:: Exercise requirements ::
Your output must match the data word for word, with every line included.

(Saved data entries)
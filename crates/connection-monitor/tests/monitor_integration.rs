use std::time::Duration;

use pathwatch_detector_core::{
    DeadlineKind, DetectionDeadlines, DetectorConfig, DetectorState, Timestamp,
};
use pathwatch_monitor::{ConnectionMonitor, Error, MonitorConfig, MonitorEvent};
use tokio::sync::mpsc::error::TryRecvError;

const PTO: Duration = Duration::from_millis(100);

fn staged_config(close_on_blackhole: bool) -> MonitorConfig {
    MonitorConfig {
        connection_label: "conn-test".to_string(),
        close_on_blackhole,
        detector: DetectorConfig {
            path_degrading_ptos: 4,
            path_mtu_reduction_ptos: 6,
            blackhole_ptos: 8,
            ..Default::default()
        },
        ..Default::default()
    }
}

fn detected(kind: DeadlineKind, at_ms: u64) -> MonitorEvent {
    MonitorEvent::Detected {
        connection: "conn-test".to_string(),
        kind,
        at: Timestamp::from_millis(at_ms),
    }
}

#[tokio::test(start_paused = true)]
async fn test_stages_fire_in_order_without_progress() {
    let (monitor, mut events) = ConnectionMonitor::spawn(staged_config(false)).unwrap();
    monitor.on_forward_progress(PTO).await.unwrap();
    assert!(monitor.is_detection_in_progress().await.unwrap());

    assert_eq!(events.recv().await.unwrap(), detected(DeadlineKind::PathDegrading, 400));
    assert_eq!(events.recv().await.unwrap(), detected(DeadlineKind::MtuReduction, 600));
    assert_eq!(events.recv().await.unwrap(), detected(DeadlineKind::Blackhole, 800));

    let status = monitor.status().await.unwrap();
    assert_eq!(status.state, DetectorState::Idle);
    assert_eq!(status.alarm_deadline, None);

    monitor.shutdown().await.unwrap();
}

#[tokio::test(start_paused = true)]
async fn test_forward_progress_postpones_detection() {
    let (monitor, mut events) = ConnectionMonitor::spawn(staged_config(false)).unwrap();

    for _ in 0..10 {
        monitor.on_forward_progress(PTO).await.unwrap();
        tokio::time::sleep(Duration::from_millis(300)).await;
    }
    assert_eq!(events.try_recv(), Err(TryRecvError::Empty));

    // Last progress at 2.7s; the round's path degrading deadline is 3.1s
    let status = monitor.status().await.unwrap();
    assert_eq!(status.now, Timestamp::from_millis(3000));
    assert_eq!(status.alarm_deadline, Some(Timestamp::from_millis(3100)));

    assert_eq!(events.recv().await.unwrap(), detected(DeadlineKind::PathDegrading, 3100));
    monitor.shutdown().await.unwrap();
}

#[tokio::test(start_paused = true)]
async fn test_restart_after_degrading_drops_pending_stage() {
    let (monitor, mut events) = ConnectionMonitor::spawn(staged_config(false)).unwrap();
    monitor.on_forward_progress(PTO).await.unwrap();

    assert_eq!(events.recv().await.unwrap(), detected(DeadlineKind::PathDegrading, 400));

    tokio::time::sleep(Duration::from_millis(100)).await;
    monitor.on_forward_progress(PTO).await.unwrap();
    let status = monitor.status().await.unwrap();
    assert_eq!(status.alarm_deadline, Some(Timestamp::from_millis(900)));

    // The mtu deadline of the first round (600ms) never fires
    assert_eq!(events.recv().await.unwrap(), detected(DeadlineKind::PathDegrading, 900));
    monitor.shutdown().await.unwrap();
}

#[tokio::test(start_paused = true)]
async fn test_blackhole_closes_and_rejects_progress() {
    let (monitor, mut events) = ConnectionMonitor::spawn(staged_config(true)).unwrap();
    monitor
        .restart(DetectionDeadlines::blackhole_only(Timestamp::from_millis(250)))
        .await
        .unwrap();

    assert_eq!(events.recv().await.unwrap(), detected(DeadlineKind::Blackhole, 250));
    assert_eq!(
        events.recv().await.unwrap(),
        MonitorEvent::Closed {
            connection: "conn-test".to_string(),
            at: Timestamp::from_millis(250),
        }
    );

    let err = monitor.on_forward_progress(PTO).await.unwrap_err();
    assert!(matches!(
        err,
        Error::Detector(pathwatch_detector_core::Error::PermanentlyStopped)
    ));
    assert_eq!(monitor.status().await.unwrap().state, DetectorState::Disabled);

    tokio::time::sleep(Duration::from_secs(5)).await;
    assert_eq!(events.try_recv(), Err(TryRecvError::Empty));
    monitor.shutdown().await.unwrap();
}

#[tokio::test(start_paused = true)]
async fn test_soft_stop_then_restart() {
    let (monitor, mut events) = ConnectionMonitor::spawn(staged_config(false)).unwrap();
    monitor.on_forward_progress(PTO).await.unwrap();
    monitor.stop(false).await.unwrap();
    assert!(!monitor.is_detection_in_progress().await.unwrap());

    tokio::time::sleep(Duration::from_secs(2)).await;
    assert_eq!(events.try_recv(), Err(TryRecvError::Empty));

    monitor.on_forward_progress(PTO).await.unwrap();
    assert!(monitor.is_detection_in_progress().await.unwrap());
    assert_eq!(events.recv().await.unwrap(), detected(DeadlineKind::PathDegrading, 2400));
    monitor.shutdown().await.unwrap();
}

#[tokio::test(start_paused = true)]
async fn test_permanent_stop() {
    let (monitor, mut events) = ConnectionMonitor::spawn(staged_config(false)).unwrap();
    monitor.on_forward_progress(PTO).await.unwrap();
    monitor.stop(true).await.unwrap();

    assert!(monitor.on_forward_progress(PTO).await.is_err());
    tokio::time::sleep(Duration::from_secs(2)).await;
    assert_eq!(events.try_recv(), Err(TryRecvError::Empty));
    monitor.shutdown().await.unwrap();
}

#[tokio::test(start_paused = true)]
async fn test_far_future_deadline_keeps_monitor_alive() {
    let (monitor, mut events) = ConnectionMonitor::spawn(staged_config(false)).unwrap();
    let far = Timestamp::from_secs(u64::MAX);
    monitor
        .restart(DetectionDeadlines::blackhole_only(far))
        .await
        .unwrap();

    let status = monitor.status().await.unwrap();
    assert_eq!(status.now, Timestamp::ZERO);
    assert_eq!(status.alarm_deadline, Some(far));
    assert!(status.is_detection_in_progress());

    tokio::time::sleep(Duration::from_secs(3600)).await;
    assert_eq!(events.try_recv(), Err(TryRecvError::Empty));

    monitor.on_forward_progress(PTO).await.unwrap();
    assert_eq!(events.recv().await.unwrap(), detected(DeadlineKind::PathDegrading, 3_600_400));
    monitor.shutdown().await.unwrap();
}

#[tokio::test(start_paused = true)]
async fn test_huge_pto_saturates_deadlines() {
    let (monitor, mut events) = ConnectionMonitor::spawn(staged_config(false)).unwrap();
    monitor
        .on_forward_progress(Duration::from_secs(u64::MAX / 2))
        .await
        .unwrap();

    let status = monitor.status().await.unwrap();
    assert_eq!(status.alarm_deadline, Some(Timestamp::MAX));

    tokio::time::sleep(Duration::from_secs(3600)).await;
    assert_eq!(events.try_recv(), Err(TryRecvError::Empty));
    assert!(monitor.is_detection_in_progress().await.unwrap());

    monitor.stop(false).await.unwrap();
    monitor.shutdown().await.unwrap();
}

#[tokio::test]
async fn test_rejects_invalid_config() {
    let config = MonitorConfig {
        event_channel_capacity: 0,
        ..Default::default()
    };
    assert!(matches!(ConnectionMonitor::spawn(config), Err(Error::Config(_))));

    let config = MonitorConfig {
        detector: DetectorConfig {
            blackhole_ptos: 2,
            ..Default::default()
        },
        ..Default::default()
    };
    assert!(matches!(
        ConnectionMonitor::spawn(config),
        Err(Error::Detector(_))
    ));
}

#[tokio::test]
async fn test_default_label_and_shutdown() {
    let (monitor, _events) = ConnectionMonitor::spawn(MonitorConfig::default()).unwrap();
    let label = monitor.label().to_string();
    assert_eq!(label, "connection");
    monitor.shutdown().await.unwrap();
}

:: Result below ::
filename crates/connection-monitor/tests/monitor_integration.rs
use std::time::Duration;

use pathwatch_detector_core::{
    DeadlineKind, DetectionDeadlines, DetectorConfig, DetectorState, Timestamp,
};
use pathwatch_monitor::{ConnectionMonitor, Error, MonitorConfig, MonitorEvent};
use tokio::sync::mpsc::error::TryRecvError;

const PTO: Duration = Duration::from_millis(100);

fn staged_config(close_on_blackhole: bool) -> MonitorConfig {
    MonitorConfig {
        connection_label: "conn-test".to_string(),
        close_on_blackhole,
        detector: DetectorConfig {
            path_degrading_ptos: 4,
            path_mtu_reduction_ptos: 6,
            blackhole_ptos: 8,
            ..Default::default()
        },
        ..Default::default()
    }
}

fn detected(kind: DeadlineKind, at_ms: u64) -> MonitorEvent {
    MonitorEvent::Detected {
        connection: "conn-test".to_string(),
        kind,
        at: Timestamp::from_millis(at_ms),
    }
}

#[tokio::test(start_paused = true)]
async fn test_stages_fire_in_order_without_progress() {
    let (monitor, mut events) = ConnectionMonitor::spawn(staged_config(false)).unwrap();
    monitor.on_forward_progress(PTO).await.unwrap();
    assert!(monitor.is_detection_in_progress().await.unwrap());

    assert_eq!(events.recv().await.unwrap(), detected(DeadlineKind::PathDegrading, 400));
    assert_eq!(events.recv().await.unwrap(), detected(DeadlineKind::MtuReduction, 600));
    assert_eq!(events.recv().await.unwrap(), detected(DeadlineKind::Blackhole, 800));

    let status = monitor.status().await.unwrap();
    assert_eq!(status.state, DetectorState::Idle);
    assert_eq!(status.alarm_deadline, None);

    monitor.shutdown().await.unwrap();
}

#[tokio::test(start_paused = true)]
async fn test_forward_progress_postpones_detection() {
    let (monitor, mut events) = ConnectionMonitor::spawn(staged_config(false)).unwrap();

    for _ in 0..10 {
        monitor.on_forward_progress(PTO).await.unwrap();
        tokio::time::sleep(Duration::from_millis(300)).await;
    }
    assert_eq!(events.try_recv(), Err(TryRecvError::Empty));

    // Last progress at 2.7s; the round's path degrading deadline is 3.1s
    let status = monitor.status().await.unwrap();
    assert_eq!(status.now, Timestamp::from_millis(3000));
    assert_eq!(status.alarm_deadline, Some(Timestamp::from_millis(3100)));

    assert_eq!(events.recv().await.unwrap(), detected(DeadlineKind::PathDegrading, 3100));
    monitor.shutdown().await.unwrap();
}

#[tokio::test(start_paused = true)]
async fn test_restart_after_degrading_drops_pending_stage() {
    let (monitor, mut events) = ConnectionMonitor::spawn(staged_config(false)).unwrap();
    monitor.on_forward_progress(PTO).await.unwrap();

    assert_eq!(events.recv().await.unwrap(), detected(DeadlineKind::PathDegrading, 400));

    tokio::time::sleep(Duration::from_millis(100)).await;
    monitor.on_forward_progress(PTO).await.unwrap();
    let status = monitor.status().await.unwrap();
    assert_eq!(status.alarm_deadline, Some(Timestamp::from_millis(900)));

    // The mtu deadline of the first round (600ms) never fires
    assert_eq!(events.recv().await.unwrap(), detected(DeadlineKind::PathDegrading, 900));
    monitor.shutdown().await.unwrap();
}

#[tokio::test(start_paused = true)]
async fn test_blackhole_closes_and_rejects_progress() {
    let (monitor, mut events) = ConnectionMonitor::spawn(staged_config(true)).unwrap();
    monitor
        .restart(DetectionDeadlines::blackhole_only(Timestamp::from_millis(250)))
        .await
        .unwrap();

    assert_eq!(events.recv().await.unwrap(), detected(DeadlineKind::Blackhole, 250));
    assert_eq!(
        events.recv().await.unwrap(),
        MonitorEvent::Closed {
            connection: "conn-test".to_string(),
            at: Timestamp::from_millis(250),
        }
    );

    let err = monitor.on_forward_progress(PTO).await.unwrap_err();
    assert!(matches!(
        err,
        Error::Detector(pathwatch_detector_core::Error::PermanentlyStopped)
    ));
    assert_eq!(monitor.status().await.unwrap().state, DetectorState::Disabled);

    tokio::time::sleep(Duration::from_secs(5)).await;
    assert_eq!(events.try_recv(), Err(TryRecvError::Empty));
    monitor.shutdown().await.unwrap();
}

#[tokio::test(start_paused = true)]
async fn test_soft_stop_then_restart() {
    let (monitor, mut events) = ConnectionMonitor::spawn(staged_config(false)).unwrap();
    monitor.on_forward_progress(PTO).await.unwrap();
    monitor.stop(false).await.unwrap();
    assert!(!monitor.is_detection_in_progress().await.unwrap());

    tokio::time::sleep(Duration::from_secs(2)).await;
    assert_eq!(events.try_recv(), Err(TryRecvError::Empty));

    monitor.on_forward_progress(PTO).await.unwrap();
    assert!(monitor.is_detection_in_progress().await.unwrap());
    assert_eq!(events.recv().await.unwrap(), detected(DeadlineKind::PathDegrading, 2400));
    monitor.shutdown().await.unwrap();
}

#[tokio::test(start_paused = true)]
async fn test_permanent_stop() {
    let (monitor, mut events) = ConnectionMonitor::spawn(staged_config(false)).unwrap();
    monitor.on_forward_progress(PTO).await.unwrap();
    monitor.stop(true).await.unwrap();

    assert!(monitor.on_forward_progress(PTO).await.is_err());
    tokio::time::sleep(Duration::from_secs(2)).await;
    assert_eq!(events.try_recv(), Err(TryRecvError::Empty));
    monitor.shutdown().await.unwrap();
}

#[tokio::test(start_paused = true)]
async fn test_far_future_deadline_keeps_monitor_alive() {
    let (monitor, mut events) = ConnectionMonitor::spawn(staged_config(false)).unwrap();
    let far = Timestamp::from_secs(u64::MAX);
    monitor
        .restart(DetectionDeadlines::blackhole_only(far))
        .await
        .unwrap();

    let status = monitor.status().await.unwrap();
    assert_eq!(status.now, Timestamp::ZERO);
    assert_eq!(status.alarm_deadline, Some(far));
    assert!(status.is_detection_in_progress());

    tokio::time::sleep(Duration::from_secs(3600)).await;
    assert_eq!(events.try_recv(), Err(TryRecvError::Empty));

    monitor.on_forward_progress(PTO).await.unwrap();
    assert_eq!(events.recv().await.unwrap(), detected(DeadlineKind::PathDegrading, 3_600_400));
    monitor.shutdown().await.unwrap();
}

#[tokio::test(start_paused = true)]
async fn test_huge_pto_saturates_deadlines() {
    let (monitor, mut events) = ConnectionMonitor::spawn(staged_config(false)).unwrap();
    monitor
        .on_forward_progress(Duration::from_secs(u64::MAX / 2))
        .await
        .unwrap();

    let status = monitor.status().await.unwrap();
    assert_eq!(status.alarm_deadline, Some(Timestamp::MAX));

    tokio::time::sleep(Duration::from_secs(3600)).await;
    assert_eq!(events.try_recv(), Err(TryRecvError::Empty));
    assert!(monitor.is_detection_in_progress().await.unwrap());

    monitor.stop(false).await.unwrap();
    monitor.shutdown().await.unwrap();
}

#[tokio::test]
async fn test_rejects_invalid_config() {
    let config = MonitorConfig {
        event_channel_capacity: 0,
        ..Default::default()
    };
    assert!(matches!(ConnectionMonitor::spawn(config), Err(Error::Config(_))));

    let config = MonitorConfig {
        detector: DetectorConfig {
            blackhole_ptos: 2,
            ..Default::default()
        },
        ..Default::default()
    };
    assert!(matches!(
        ConnectionMonitor::spawn(config),
        Err(Error::Detector(_))
    ));
}

#[tokio::test]
async fn test_default_label_and_shutdown() {
    let (monitor, _events) = ConnectionMonitor::spawn(MonitorConfig::default()).unwrap();
    let label = monitor.label().to_string();
    assert_eq!(label, "connection");
    monitor.shutdown().await.unwrap();
}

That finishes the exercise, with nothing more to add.